To ask Her Majesty’s Government what assessment they have made of the shortage of supply of (1) contraceptives, and (2) hormone replacement therapy drugs, in the United Kingdom, and when they expect that the normal supply of these products will resume.
My Lords, we are aware of ongoing supply issues with some HRT drugs and a limited number of contraceptives. We are sympathetic to those affected. I am pleased to say that the supply situation for HRT started to improve at the end of February and continues to improve during this time. However, we will work closely with all suppliers and share relevant information on availability to the NHS on a regular basis to ensure that patients can access the medicines they need.
I thank the Minister for that Answer. I am very happy that things are improving, because a number of HRT medications and contraceptives remain unavailable until the end of this year, some patients have been told, or until they do not know when. I understand that some of the shortages are triggered by supply problems in China, with some of the components of the popular HRT patches being increasingly in demand for other types of treatment that, in their turn, have become scarce. Of course, one guesses that further disruption in China in the wake of the coronavirus will affect the production and supply of prescription drugs. Does the Minister share my concern that online pharmacies are exploiting desperate women by charging up to four times NHS prices for HRT and contraception?
The noble Baroness, Lady Thornton, is entirely right that supply problems persist. The NHS looks after 11,000 drugs and at any one time around 100 or 150 have supply problems. It is a great frustration to those concerned and we are cognisant that HRT has been a persistent problem for more than a year. However, the outlook is positive. I reassure the House that Covid-19 has not had an impact on the supply of HRT. We do not envisage there being a connection or a problem. I share the noble Baroness’s concerns that online pharmacies might take advantage of the situation, but it is a marketplace: it provides choice and is regulated.
My Lords, when women go to the chemists to get their prescription, they might well find two problems. The first is the one the noble Baroness mentioned—inadequacy of supply—but it is also increasingly likely that pharmacists themselves will fall ill, so not only the advice, but even the dispensing of available pharmaceuticals will be impossible because they will have fallen ill. Can the Minister tell us what conversations Her Majesty’s Government have had with the Royal Pharmaceutical Society to free up some of the normal professional regulations and requirements for exemption and insurance so that relatively recently retired chemists may come back to fill in the gaps that will undoubtedly be there and which will make many pharmacies ineffective because there is no chemist to dispense?
The noble Lord is entirely right to focus on pharmacists. I pay tribute to the important role they play in communities. Their role will be essential in the forthcoming months when enormous pressures will be put on hospitals. We will be encouraging people to avoid areas of infection. A typical pharmacy where there are two pharmacists, who might be related or even married, will clearly be under pressure. Two people working closely together are clearly an infection challenge. That is why we have engaged very closely with the pharmacy industry. The noble Lord is entirely right that the possibility of using recently retired pharmacists is being considered. Soon-to-qualify pharmacists might face early call up. Many have already been written to and there might be provisions in the forthcoming coronavirus emergency Bill to expedite the regulatory changes the noble Lord suggests.
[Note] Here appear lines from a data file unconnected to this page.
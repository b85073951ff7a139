//! Typed IDs for type-safe entity references.
//!
//! Using typed IDs prevents accidentally passing a `PendingUserId` where a `UserId` is expected.
//! IDs are totally ordered so they can serve as deterministic tie-breakers.

use serde::{Deserialize, Serialize};
use uuid::Uuid;

/// Macro to generate typed ID wrappers.
macro_rules! typed_id {
    ($name:ident, $doc:expr) => {
        #[doc = $doc]
        #[derive(
            Debug, Clone, Copy, PartialEq, Eq, PartialOrd, Ord, Hash, Serialize, Deserialize,
        )]
        #[serde(transparent)]
        pub struct $name(pub Uuid);

        impl $name {
            /// Creates a new random ID using UUID v7 (time-ordered).
            #[must_use]
            pub fn new() -> Self {
                Self(Uuid::now_v7())
            }

            /// Creates an ID from an existing UUID.
            #[must_use]
            pub const fn from_uuid(uuid: Uuid) -> Self {
                Self(uuid)
            }

            /// Creates an ID from a 128-bit value. Handy for fixtures.
            #[must_use]
            pub const fn from_u128(value: u128) -> Self {
                Self(Uuid::from_u128(value))
            }

            /// Returns the inner UUID.
            #[must_use]
            pub const fn into_inner(self) -> Uuid {
                self.0
            }
        }

        impl Default for $name {
            fn default() -> Self {
                Self::new()
            }
        }

        impl std::fmt::Display for $name {
            fn fmt(&self, f: &mut std::fmt::Formatter<'_>) -> std::fmt::Result {
                write!(f, "{}", self.0)
            }
        }

        impl std::str::FromStr for $name {
            type Err = uuid::Error;

            fn from_str(s: &str) -> Result<Self, Self::Err> {
                Ok(Self(Uuid::parse_str(s)?))
            }
        }
    };
}

typed_id!(UserId, "Unique identifier for a registered user.");
typed_id!(
    PendingUserId,
    "Unique identifier for an invited user who has not registered yet."
);
typed_id!(GroupId, "Unique identifier for a group.");
typed_id!(ExpenseId, "Unique identifier for an expense.");
typed_id!(SettlementId, "Unique identifier for a settlement.");
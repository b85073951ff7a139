//! Balance service: the read side of the engine.
//!
//! Every query checks authorization first, then reads the scope history in one
//! fetch and recomputes from scratch (or takes a cached ledger for the same
//! revision). Nothing here writes.

use std::sync::Arc;

use rayon::prelude::*;
use splitledger_shared::types::{Currency, GroupId, UserId};
use tracing::debug;

use super::cache::BalanceCache;
use super::matrix::ScopeLedger;
use super::simplify::simplify;
use super::types::{NetPosition, PairwiseBalance, SettlementPlan, UserBalance};
use crate::ledger::error::LedgerError;
use crate::ledger::store::{LedgerHistory, ScopeDirectory, ensure_member};
use crate::ledger::types::{Participant, Scope};

/// Balance queries over a directory and a history.
pub struct BalanceService<D, H> {
    directory: Arc<D>,
    history: Arc<H>,
    cache: Option<BalanceCache>,
}

impl<D, H> Clone for BalanceService<D, H> {
    fn clone(&self) -> Self {
        Self {
            directory: Arc::clone(&self.directory),
            history: Arc::clone(&self.history),
            cache: self.cache.clone(),
        }
    }
}

impl<D, H> BalanceService<D, H>
where
    D: ScopeDirectory,
    H: LedgerHistory,
{
    /// Creates a balance service without caching.
    #[must_use]
    pub const fn new(directory: Arc<D>, history: Arc<H>) -> Self {
        Self {
            directory,
            history,
            cache: None,
        }
    }

    /// Enables or disables the scope ledger cache.
    #[must_use]
    pub fn with_cache(mut self, cache: Option<BalanceCache>) -> Self {
        self.cache = cache;
        self
    }

    /// Netted pairwise balances of a group.
    ///
    /// # Errors
    ///
    /// `GroupNotFound`, `NotGroupMember` if `requester` is not in the group, or
    /// an internal error.
    pub fn compute_group_balances(
        &self,
        group_id: GroupId,
        requester: UserId,
    ) -> Result<Vec<PairwiseBalance>, LedgerError> {
        let ledger = self.authorized_ledger(Scope::group(group_id), requester)?;
        Ok(ledger.pairwise_balances().to_vec())
    }

    /// A user's net position in a group with its pairwise breakdown.
    ///
    /// # Errors
    ///
    /// `GroupNotFound`, `NotGroupMember`, or an internal error.
    pub fn compute_user_balance(
        &self,
        group_id: GroupId,
        user_id: UserId,
    ) -> Result<UserBalance, LedgerError> {
        let ledger = self.authorized_ledger(Scope::group(group_id), user_id)?;
        Ok(user_balance(&ledger, user_id))
    }

    /// A user's net position in every scope they belong to, ordered by scope.
    ///
    /// Scopes are computed in parallel. Positions in different scopes may be in
    /// different currencies and are never summed.
    ///
    /// # Errors
    ///
    /// The first error of any scope.
    pub fn compute_overall_balance(
        &self,
        user_id: UserId,
    ) -> Result<Vec<NetPosition>, LedgerError> {
        let mut scopes = self.directory.scopes_for_user(user_id)?;
        scopes.sort_unstable();
        scopes.dedup();

        let participant = Participant::User(user_id);
        let positions = scopes
            .par_iter()
            .map(|scope| {
                let ledger = self.ledger(*scope)?;
                Ok(ledger.position_of(participant))
            })
            .collect::<Result<Vec<_>, LedgerError>>()?;

        debug!(user_id = %user_id, scopes = positions.len(), "Overall balance computed");
        Ok(positions)
    }

    /// Settlement plan for a group.
    ///
    /// # Errors
    ///
    /// `GroupNotFound`, `NotGroupMember`, or `InvariantViolation` if the positions
    /// are inconsistent.
    pub fn simplify_debts(
        &self,
        group_id: GroupId,
        requester: UserId,
    ) -> Result<SettlementPlan, LedgerError> {
        let ledger = self.authorized_ledger(Scope::group(group_id), requester)?;
        simplify(ledger.scope(), ledger.currency(), ledger.net_positions())
    }

    /// A user's balance with one friend, outside any group.
    ///
    /// # Errors
    ///
    /// `FriendNotFound`, `InvalidFriendAction` for a friendship that is not
    /// accepted, or an internal error.
    pub fn compute_friend_balance(
        &self,
        user_id: UserId,
        friend_id: UserId,
    ) -> Result<UserBalance, LedgerError> {
        let ledger = self.authorized_ledger(Scope::friends(user_id, friend_id), user_id)?;
        Ok(user_balance(&ledger, user_id))
    }

    /// Settlement plan between two friends.
    ///
    /// # Errors
    ///
    /// As [`BalanceService::compute_friend_balance`], plus `InvariantViolation`.
    pub fn simplify_friend_debts(
        &self,
        user_id: UserId,
        friend_id: UserId,
    ) -> Result<SettlementPlan, LedgerError> {
        let ledger = self.authorized_ledger(Scope::friends(user_id, friend_id), user_id)?;
        simplify(ledger.scope(), ledger.currency(), ledger.net_positions())
    }

    /// Checks that `requester` may read `scope`, then computes its ledger.
    fn authorized_ledger(
        &self,
        scope: Scope,
        requester: UserId,
    ) -> Result<Arc<ScopeLedger>, LedgerError> {
        self.directory.scope_currency(&scope)?;
        ensure_member(self.directory.as_ref(), &scope, &Participant::User(requester))?;
        self.ledger(scope)
    }

    fn ledger(&self, scope: Scope) -> Result<Arc<ScopeLedger>, LedgerError> {
        let currency = self.directory.scope_currency(&scope)?;

        let Some(cache) = &self.cache else {
            return self.compute(scope, currency).map(Arc::new);
        };

        // The revision is read before the history so a concurrent write can only
        // make the cached entry newer than its key, never older.
        let revision = self.history.revision(&scope)?;
        if let Some(hit) = cache.get(scope, revision) {
            debug!(%scope, revision, "Scope ledger cache hit");
            return Ok(hit);
        }

        let ledger = Arc::new(self.compute(scope, currency)?);
        cache.insert(revision, Arc::clone(&ledger));
        Ok(ledger)
    }

    fn compute(&self, scope: Scope, currency: Currency) -> Result<ScopeLedger, LedgerError> {
        let history = self.history.fetch_history(&scope)?;
        ScopeLedger::build(scope, currency, &history.expenses, &history.settlements)
    }
}

fn user_balance(ledger: &ScopeLedger, user_id: UserId) -> UserBalance {
    let participant = Participant::User(user_id);
    let (owes, owed_by) = ledger
        .pairwise_balances()
        .iter()
        .filter(|b| b.debtor == participant || b.creditor == participant)
        .copied()
        .partition(|b| b.debtor == participant);

    UserBalance {
        user: user_id,
        position: ledger.position_of(participant),
        summary: ledger.summary_of(participant),
        owes,
        owed_by,
    }
}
The noble Baroness is entirely right to express her frustration. It is enormously frustrating for those concerned and for our medicine supplies. Medicine production is a long-term business. There was a point when HRT consumption went down, but then demand grew exactly when some production facilities had backed off their supply. It was an incredibly unfortunate combination of events that has led to this situation, but I reassure the House that we are working extremely hard to provide alternatives and to replace those most favoured products that are in short supply at the moment.
My Lords, I remind noble Lords of my declared interests. Has thought been given to whether novel therapies that might soon become available from research elsewhere in the world might be applied to the management of patients infected with coronavirus in our own country? Is the Minister content that the current regulations that govern the use of medicinal products in man are sufficiently flexible to allow for drugs that not only currently exist but might be repurposed for this, and for novel and innovative therapies, neither of which might be licensed for use in the United Kingdom at the current time, to be made available without further impediment if that was thought to be a useful intervention?
The noble Lord, Lord Kakkar, is entirely right to stress this point about regulation. I assure him and the House that we are working extremely closely with Public Health England and the MHRA to ensure that there will be no regulatory hurdle that prevents the swift introduction of proven, safe products into the UK market. This is a massive priority that has had great scrutiny from both the department and Downing Street. It is one that we are focused on and will continue to focus on.